Background information
- Origin: Belgrade, Serbia
- Genres: Punk rock, oi!, ska
- Years active: 1989 – present
- Labels: Carlo Records, Take It Or Leave It, Feliks, LVO Records, MODS 69
- Members: Nebojša Drakula Srđan Marić Miroslav Pilipović Dragan Rašković
- Past members: Predrag Tošović

= Direktori =

Serbian musical group

Direktori (Директори; trans.

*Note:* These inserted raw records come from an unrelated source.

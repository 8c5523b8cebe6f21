use crate::error::LabError;
use image::{DynamicImage, GrayImage, Luma};
use std::thread;

/// Filter strength; larger values smooth more aggressively
const FILTER_STRENGTH: f64 = 3.0;
/// Side of the patch compared around each pixel
const TEMPLATE_WINDOW: usize = 7;
/// Side of the area searched for similar patches
const SEARCH_WINDOW: usize = 21;
/// Weights below this contribute nothing
const WEIGHT_THRESHOLD: f64 = 0.001;

/// Non-local means denoising
/// Removes speckle left behind by binarization while keeping stroke edges
pub fn apply(image: DynamicImage) -> Result<DynamicImage, LabError> {
    let gray = image.to_luma8();
    let denoised = non_local_means(&gray, FILTER_STRENGTH, TEMPLATE_WINDOW, SEARCH_WINDOW);
    Ok(DynamicImage::ImageLuma8(denoised))
}

/// Patch weights looked up by template area and integer sum of squared
/// differences. Each row stops at the first weight below the threshold.
struct WeightTable {
    by_area: Vec<Vec<f32>>,
}

impl WeightTable {
    fn new(h: f64, template: usize) -> Self {
        let h_sq = h * h;
        let by_area = (0..=template * template)
            .map(|area| {
                if area == 0 {
                    return Vec::new();
                }
                (0u32..)
                    .map(|ssd| (-(ssd as f64 / area as f64) / h_sq).exp())
                    .take_while(|weight| *weight >= WEIGHT_THRESHOLD)
                    .map(|weight| weight as f32)
                    .collect()
            })
            .collect();
        Self { by_area }
    }

    fn weight(&self, area: usize, ssd: u64) -> Option<f32> {
        let row = self.by_area.get(area)?;
        usize::try_from(ssd).ok().and_then(|i| row.get(i).copied())
    }
}

/// Geometry shared by every band
struct Window {
    width: usize,
    height: usize,
    t_radius: usize,
    s_radius: isize,
}

/// For every search offset the squared difference between the image and its
/// shifted copy is summed over template windows with an integral image, so
/// each pixel's patch distance costs O(1) per offset. Output rows are split
/// into bands that run on separate threads.
fn non_local_means(img: &GrayImage, h: f64, template: usize, search: usize) -> GrayImage {
    let (width, height) = img.dimensions();
    let (w, hgt) = (width as usize, height as usize);
    if w == 0 || hgt == 0 {
        return img.clone();
    }

    let src = img.as_raw();
    let table = WeightTable::new(h, template);
    let window = Window {
        width: w,
        height: hgt,
        t_radius: template / 2,
        s_radius: (search / 2) as isize,
    };

    let threads = thread::available_parallelism().map_or(1, |n| n.get());
    let band_rows = hgt.div_ceil(threads).max(1);
    let mut out = vec![0u8; w * hgt];

    thread::scope(|scope| {
        for (band, rows) in out.chunks_mut(band_rows * w).enumerate() {
            let (table, window) = (&table, &window);
            scope.spawn(move || denoise_band(src, window, table, band * band_rows, rows));
        }
    });

    GrayImage::from_fn(width, height, |x, y| {
        Luma([out[y as usize * w + x as usize]])
    })
}

/// Denoise output rows starting at `y0` into `out`
fn denoise_band(src: &[u8], win: &Window, table: &WeightTable, y0: usize, out: &mut [u8]) {
    let (w, hgt) = (win.width, win.height);
    let rows = out.len() / w;

    // integral rows cover the band plus the template halo
    let top = y0.saturating_sub(win.t_radius);
    let bottom = (y0 + rows + win.t_radius).min(hgt);

    let mut weight_sum = vec![0.0f32; rows * w];
    let mut value_sum = vec![0.0f32; rows * w];
    let mut integral = vec![0u64; (w + 1) * (bottom - top + 1)];

    for dy in -win.s_radius..=win.s_radius {
        for dx in -win.s_radius..=win.s_radius {
            fill_diff_integral(src, w, hgt, top..bottom, dx, dy, &mut integral);

            for row in 0..rows {
                let y = y0 + row;
                let y1 = y.saturating_sub(win.t_radius);
                let y2 = (y + win.t_radius).min(hgt - 1) + 1;
                for x in 0..w {
                    let x1 = x.saturating_sub(win.t_radius);
                    let x2 = (x + win.t_radius).min(w - 1) + 1;

                    let ssd = window_sum(&integral, w + 1, x1, y1 - top, x2, y2 - top);
                    let area = (x2 - x1) * (y2 - y1);
                    let Some(weight) = table.weight(area, ssd) else {
                        continue;
                    };

                    let idx = row * w + x;
                    weight_sum[idx] += weight;
                    value_sum[idx] += weight * src[shifted(x, y, dx, dy, w, hgt)] as f32;
                }
            }
        }
    }

    for (idx, pixel) in out.iter_mut().enumerate() {
        // zero offset always contributes weight 1, so the sum is never zero
        let value = value_sum[idx] / weight_sum[idx];
        *pixel = value.round().clamp(0.0, 255.0) as u8;
    }
}

/// Index of the pixel at `(x + dx, y + dy)`, clamped to the image
fn shifted(x: usize, y: usize, dx: isize, dy: isize, w: usize, h: usize) -> usize {
    let sx = (x as isize + dx).clamp(0, w as isize - 1) as usize;
    let sy = (y as isize + dy).clamp(0, h as isize - 1) as usize;
    sy * w + sx
}

/// Integral image of `(I(p) - I(p + offset))^2` over image rows `rows`
fn fill_diff_integral(
    src: &[u8],
    w: usize,
    h: usize,
    rows: std::ops::Range<usize>,
    dx: isize,
    dy: isize,
    out: &mut [u64],
) {
    let stride = w + 1;
    for (local, y) in rows.enumerate() {
        let mut row_sum = 0u64;
        for x in 0..w {
            let diff = src[y * w + x] as i64 - src[shifted(x, y, dx, dy, w, h)] as i64;
            row_sum += (diff * diff) as u64;
            out[(local + 1) * stride + x + 1] = out[local * stride + x + 1] + row_sum;
        }
    }
}

fn window_sum(integral: &[u64], stride: usize, x1: usize, y1: usize, x2: usize, y2: usize) -> u64 {
    integral[y2 * stride + x2] + integral[y1 * stride + x1]
        - integral[y1 * stride + x2]
        - integral[y2 * stride + x1]
}
//! OCR engine implementations

pub mod tesseract;

use crate::config::Config;
use crate::engine::OcrEngine;
use std::sync::Arc;

pub use tesseract::{locate_tesseract, TesseractEngine};

/// Build the configured engine, or `None` when no tesseract was found at startup
pub fn build_engine(config: &Config) -> Option<Arc<dyn OcrEngine>> {
    let command = config.tesseract_cmd.clone()?;
    Some(Arc::new(TesseractEngine::new(command, config.ocr.clone())))
}
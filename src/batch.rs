//! Batch mode: run every report image in a directory through the analyzer
//! and write a JSON summary next to the run's log file.

use crate::analyzer::ReportAnalyzer;
use crate::config::Config;
use crate::engines;
use crate::error::LabError;
use crate::extraction::LabTestRecord;
use anyhow::{bail, Context};
use serde::Serialize;
use std::fs::File;
use std::io::BufWriter;
use std::path::{Path, PathBuf};

/// Extensions processed in batch mode (compared case-insensitively)
const IMAGE_EXTENSIONS: [&str; 5] = ["png", "jpg", "jpeg", "tiff", "bmp"];

/// Where a batch run reads from and writes to
#[derive(Debug, Clone)]
pub struct BatchOptions {
    pub input_dir: PathBuf,
    pub output_dir: PathBuf,
    /// `%Y%m%d_%H%M%S` stamp shared by the report and log file names
    pub run_stamp: String,
}

/// Result for a single image
#[derive(Debug, Serialize)]
pub struct FileResult {
    pub file: String,
    pub is_success: bool,
    #[serde(skip_serializing_if = "Option::is_none")]
    pub data: Option<Vec<LabTestRecord>>,
    #[serde(skip_serializing_if = "Option::is_none")]
    pub error: Option<String>,
    pub timestamp: String,
}

#[derive(Debug, Serialize)]
pub struct BatchSummary {
    pub success_rate: String,
    pub total_tests_found: usize,
}

/// Whole-run report written as JSON
#[derive(Debug, Serialize)]
pub struct BatchReport {
    pub run_timestamp: String,
    pub total_files: usize,
    /// Files that yielded at least one test
    pub successful_extractions: usize,
    pub results: Vec<FileResult>,
    pub summary: BatchSummary,
}

/// Timestamp for naming a run's output files
pub fn run_stamp() -> String {
    chrono::Local::now().format("%Y%m%d_%H%M%S").to_string()
}

/// Name of the log file for a run
pub fn log_file_name(run_stamp: &str) -> String {
    format!("lab_results_{}.log", run_stamp)
}

/// Process the input directory and save the report
///
/// Without an OCR engine every image is recorded as failed and the report is
/// still written.
pub fn run(config: &Config, options: &BatchOptions) -> anyhow::Result<PathBuf> {
    if !options.input_dir.is_dir() {
        bail!("Directory '{}' does not exist!", options.input_dir.display());
    }

    let analyzer = engines::build_engine(config).map(ReportAnalyzer::new);
    if analyzer.is_none() {
        tracing::error!("Tesseract OCR not found; every image will be recorded as failed");
    }

    let report = process_directory(analyzer.as_ref(), &options.input_dir, &options.run_stamp)?;
    log_summary(&report);

    save_report(&report, &options.output_dir)
}

/// Image files directly inside `dir`, sorted by path
pub fn collect_images(dir: &Path) -> std::io::Result<Vec<PathBuf>> {
    let mut images = Vec::new();
    for entry in std::fs::read_dir(dir)? {
        let path = entry?.path();
        if path.is_file() && has_image_extension(&path) {
            images.push(path);
        }
    }
    images.sort();
    Ok(images)
}

fn has_image_extension(path: &Path) -> bool {
    path.extension()
        .map(|ext| ext.to_string_lossy().to_lowercase())
        .is_some_and(|ext| IMAGE_EXTENSIONS.contains(&ext.as_str()))
}

/// Analyze every image in `dir`; per-file failures are recorded, not fatal
pub fn process_directory(
    analyzer: Option<&ReportAnalyzer>,
    dir: &Path,
    run_stamp: &str,
) -> anyhow::Result<BatchReport> {
    let images = collect_images(dir)
        .with_context(|| format!("Failed to list images in {}", dir.display()))?;

    let mut results = Vec::with_capacity(images.len());
    let mut successful_extractions = 0;

    for path in &images {
        tracing::info!("{}", "=".repeat(80));
        tracing::info!("Processing: {}", path.display());

        let result = process_file(analyzer, path);
        match (&result.data, &result.error) {
            (Some(data), _) if !data.is_empty() => {
                successful_extractions += 1;
                tracing::info!("Found {} test results:", data.len());
                for test in data {
                    tracing::info!(
                        "  - {}: {} {} (Range: {})",
                        test.test_name,
                        test.test_value,
                        test.test_unit,
                        test.bio_reference_range
                    );
                }
            }
            (Some(_), _) => tracing::warn!("No lab data found in {}", path.display()),
            (None, error) => tracing::error!(
                "Failed to process {}: {}",
                path.display(),
                error.as_deref().unwrap_or("unknown error")
            ),
        }

        results.push(result);
    }

    let total_files = results.len();
    let success_rate = if total_files > 0 {
        successful_extractions as f64 / total_files as f64 * 100.0
    } else {
        0.0
    };
    let total_tests_found = results
        .iter()
        .filter_map(|r| r.data.as_ref())
        .map(Vec::len)
        .sum();

    Ok(BatchReport {
        run_timestamp: run_stamp.to_string(),
        total_files,
        successful_extractions,
        results,
        summary: BatchSummary {
            success_rate: format!("{:.2}%", success_rate),
            total_tests_found,
        },
    })
}

fn process_file(analyzer: Option<&ReportAnalyzer>, path: &Path) -> FileResult {
    let outcome = analyzer
        .ok_or(LabError::EngineUnavailable)
        .and_then(|analyzer| analyzer.analyze_path(path));
    let timestamp = chrono::Local::now()
        .format("%Y-%m-%dT%H:%M:%S%.6f")
        .to_string();

    match outcome {
        Ok(analysis) => FileResult {
            file: path.display().to_string(),
            is_success: true,
            data: Some(analysis.records),
            error: None,
            timestamp,
        },
        Err(e) => {
            tracing::error!("Error processing {}: {}", path.display(), e);
            FileResult {
                file: path.display().to_string(),
                is_success: false,
                data: None,
                error: Some(e.to_string()),
                timestamp,
            }
        }
    }
}

fn log_summary(report: &BatchReport) {
    tracing::info!("{}", "=".repeat(80));
    tracing::info!("Processing complete!");
    tracing::info!("Total files processed: {}", report.total_files);
    tracing::info!("Successful extractions: {}", report.successful_extractions);
    tracing::info!("Success rate: {}", report.summary.success_rate);
    tracing::info!("Total tests found: {}", report.summary.total_tests_found);
}

/// Write the report as pretty JSON to `lab_results_<stamp>.json`
pub fn save_report(report: &BatchReport, output_dir: &Path) -> anyhow::Result<PathBuf> {
    std::fs::create_dir_all(output_dir)
        .with_context(|| format!("Failed to create {}", output_dir.display()))?;

    let path = output_dir.join(format!("lab_results_{}.json", report.run_timestamp));
    let file =
        File::create(&path).with_context(|| format!("Failed to create {}", path.display()))?;
    serde_json::to_writer_pretty(BufWriter::new(file), report)
        .with_context(|| format!("Failed to write {}", path.display()))?;

    tracing::info!("Results saved to {}", path.display());
    Ok(path)
}
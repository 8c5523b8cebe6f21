use crate::engines::locate_tesseract;
use crate::Args;
use std::path::PathBuf;

/// Fixed recognition parameters passed to tesseract
#[derive(Debug, Clone, PartialEq, Eq)]
pub struct OcrSettings {
    /// Language model (e.g., "eng")
    pub language: String,
    /// Page segmentation mode; 6 treats the page as one uniform text block
    pub psm: u8,
    /// OCR engine mode; 3 lets tesseract pick
    pub oem: u8,
    pub dpi: u32,
}

impl Default for OcrSettings {
    fn default() -> Self {
        Self {
            language: "eng".to_string(),
            psm: 6,
            oem: 3,
            dpi: 300,
        }
    }
}

/// Server configuration, resolved once at process start
#[derive(Debug, Clone)]
pub struct Config {
    pub host: String,
    pub port: u16,
    pub max_file_size: usize,
    pub ocr: OcrSettings,
    /// Resolved tesseract executable; `None` means OCR is unavailable
    pub tesseract_cmd: Option<PathBuf>,
}

impl From<&Args> for Config {
    fn from(args: &Args) -> Self {
        Self {
            host: args.host.clone(),
            port: args.port,
            max_file_size: args.max_file_size,
            ocr: OcrSettings {
                language: args.language.clone(),
                psm: args.psm,
                oem: args.oem,
                dpi: args.dpi,
            },
            tesseract_cmd: locate_tesseract(args.tesseract_cmd.as_deref()),
        }
    }
}
use clap::{Parser, Subcommand};
use std::path::PathBuf;
use tracing_appender::non_blocking::WorkerGuard;
use tracing_subscriber::{layer::SubscriberExt, util::SubscriberInitExt};

mod analyzer;
mod batch;
mod config;
mod engine;
mod engines;
mod error;
mod extraction;
mod preprocessing;
mod server;

#[derive(Parser, Debug)]
#[command(name = "labreport-ocr-server")]
#[command(about = "Extracts structured lab test results from report images")]
#[command(version)]
pub struct Args {
    /// Host address to bind to
    #[arg(long, env = "LAB_OCR_HOST", default_value = "127.0.0.1")]
    pub host: String,

    /// Port to listen on
    #[arg(long, env = "LAB_OCR_PORT", default_value = "8000")]
    pub port: u16,

    /// Maximum upload size in bytes (default: 50MB)
    #[arg(long, env = "LAB_OCR_MAX_FILE_SIZE", default_value = "52428800")]
    pub max_file_size: usize,

    /// Path to the tesseract executable (searched on PATH if not set)
    #[arg(long, env = "TESSERACT_CMD")]
    pub tesseract_cmd: Option<PathBuf>,

    /// Tesseract language model
    #[arg(long, env = "LAB_OCR_LANGUAGE", default_value = "eng")]
    pub language: String,

    /// Tesseract page segmentation mode
    #[arg(long, env = "LAB_OCR_PSM", default_value = "6")]
    pub psm: u8,

    /// Tesseract OCR engine mode
    #[arg(long, env = "LAB_OCR_OEM", default_value = "3")]
    pub oem: u8,

    /// Resolution hint passed to tesseract
    #[arg(long, env = "LAB_OCR_DPI", default_value = "300")]
    pub dpi: u32,

    /// Log level (trace, debug, info, warn, error)
    #[arg(long, env = "RUST_LOG", default_value = "info")]
    pub log_level: String,

    #[command(subcommand)]
    pub command: Option<Command>,
}

#[derive(Subcommand, Debug)]
pub enum Command {
    /// Process every report image in a directory and write a JSON summary
    Batch {
        /// Directory containing report images
        #[arg(long, default_value = "lbmaske")]
        input_dir: PathBuf,

        /// Directory for the JSON report and log file
        #[arg(long, default_value = "results")]
        output_dir: PathBuf,
    },
}

#[tokio::main]
async fn main() -> anyhow::Result<()> {
    let args = Args::parse();

    match &args.command {
        None => {
            init_tracing(&args.log_level, None)?;

            let config = config::Config::from(&args);

            tracing::info!(
                "Starting labreport-ocr-server v{}",
                env!("CARGO_PKG_VERSION")
            );
            log_tesseract(&config);
            tracing::info!("Binding to {}:{}", config.host, config.port);

            server::run(config).await
        }
        Some(Command::Batch {
            input_dir,
            output_dir,
        }) => {
            let options = batch::BatchOptions {
                input_dir: input_dir.clone(),
                output_dir: output_dir.clone(),
                run_stamp: batch::run_stamp(),
            };
            std::fs::create_dir_all(&options.output_dir)?;
            let _guard = init_tracing(
                &args.log_level,
                Some((&options.output_dir, batch::log_file_name(&options.run_stamp))),
            )?;

            let config = config::Config::from(&args);
            log_tesseract(&config);

            let result = tokio::task::spawn_blocking(move || batch::run(&config, &options)).await?;
            if let Err(e) = &result {
                tracing::error!("Batch run failed: {:#}", e);
            }
            result.map(|_| ())
        }
    }
}

/// Console logging, plus a plain-text log file when `log_file` is given
fn init_tracing(
    log_level: &str,
    log_file: Option<(&PathBuf, String)>,
) -> anyhow::Result<Option<WorkerGuard>> {
    let (file_layer, guard) = match log_file {
        Some((dir, name)) => {
            let appender = tracing_appender::rolling::never(dir, name);
            let (writer, guard) = tracing_appender::non_blocking(appender);
            let layer = tracing_subscriber::fmt::layer()
                .with_writer(writer)
                .with_ansi(false);
            (Some(layer), Some(guard))
        }
        None => (None, None),
    };

    tracing_subscriber::registry()
        .with(
            tracing_subscriber::EnvFilter::try_from_default_env()
                .unwrap_or_else(|_| log_level.into()),
        )
        .with(tracing_subscriber::fmt::layer())
        .with(file_layer)
        .try_init()?;

    Ok(guard)
}

fn log_tesseract(config: &config::Config) {
    match &config.tesseract_cmd {
        Some(path) => tracing::info!("Using Tesseract from: {}", path.display()),
        None => tracing::error!("Tesseract not found in common locations!"),
    }
}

The Executives) is a Serbian oi! punk/ska group from Belgrade.

== History ==

===1989 - 1999===
During the spring of 1989, vocalist Nebojša Drakula, with the former Varšavski Geto member Miroslav Pilipović "Trta" on guitar, former Pogrebni Zavod member Srđan Marić on bass guitar and former Hogari member Dragan "Rale" Rašković on drums, formed a band performing cover versions of oi! punk acts such as Sham 69, Cockney Rejects and Skrewdriver. However, it was a year after, in November 1990, that the band got the name Direktori and included another guitar player, Predrag Tošović "Peđa". At the time the band recorded their first demo recording, the song "Mrzim Hajduk" ("I Hate Hajduk"), and in May 1991, they recorded "Čistićete ulice" ("You'll Be Cleaning the Streets") and "Njoj" ("To Her"). By the end of May, the band had their first public appearance in Novi Sad. Soon after the performance, the band recorded "Bando crvena" ("You Red Mob"), which was recorded during the Students protest on March 9, 1991, "Ide voz" ("The Train Goes") and "Porno film" ("Porn Movie").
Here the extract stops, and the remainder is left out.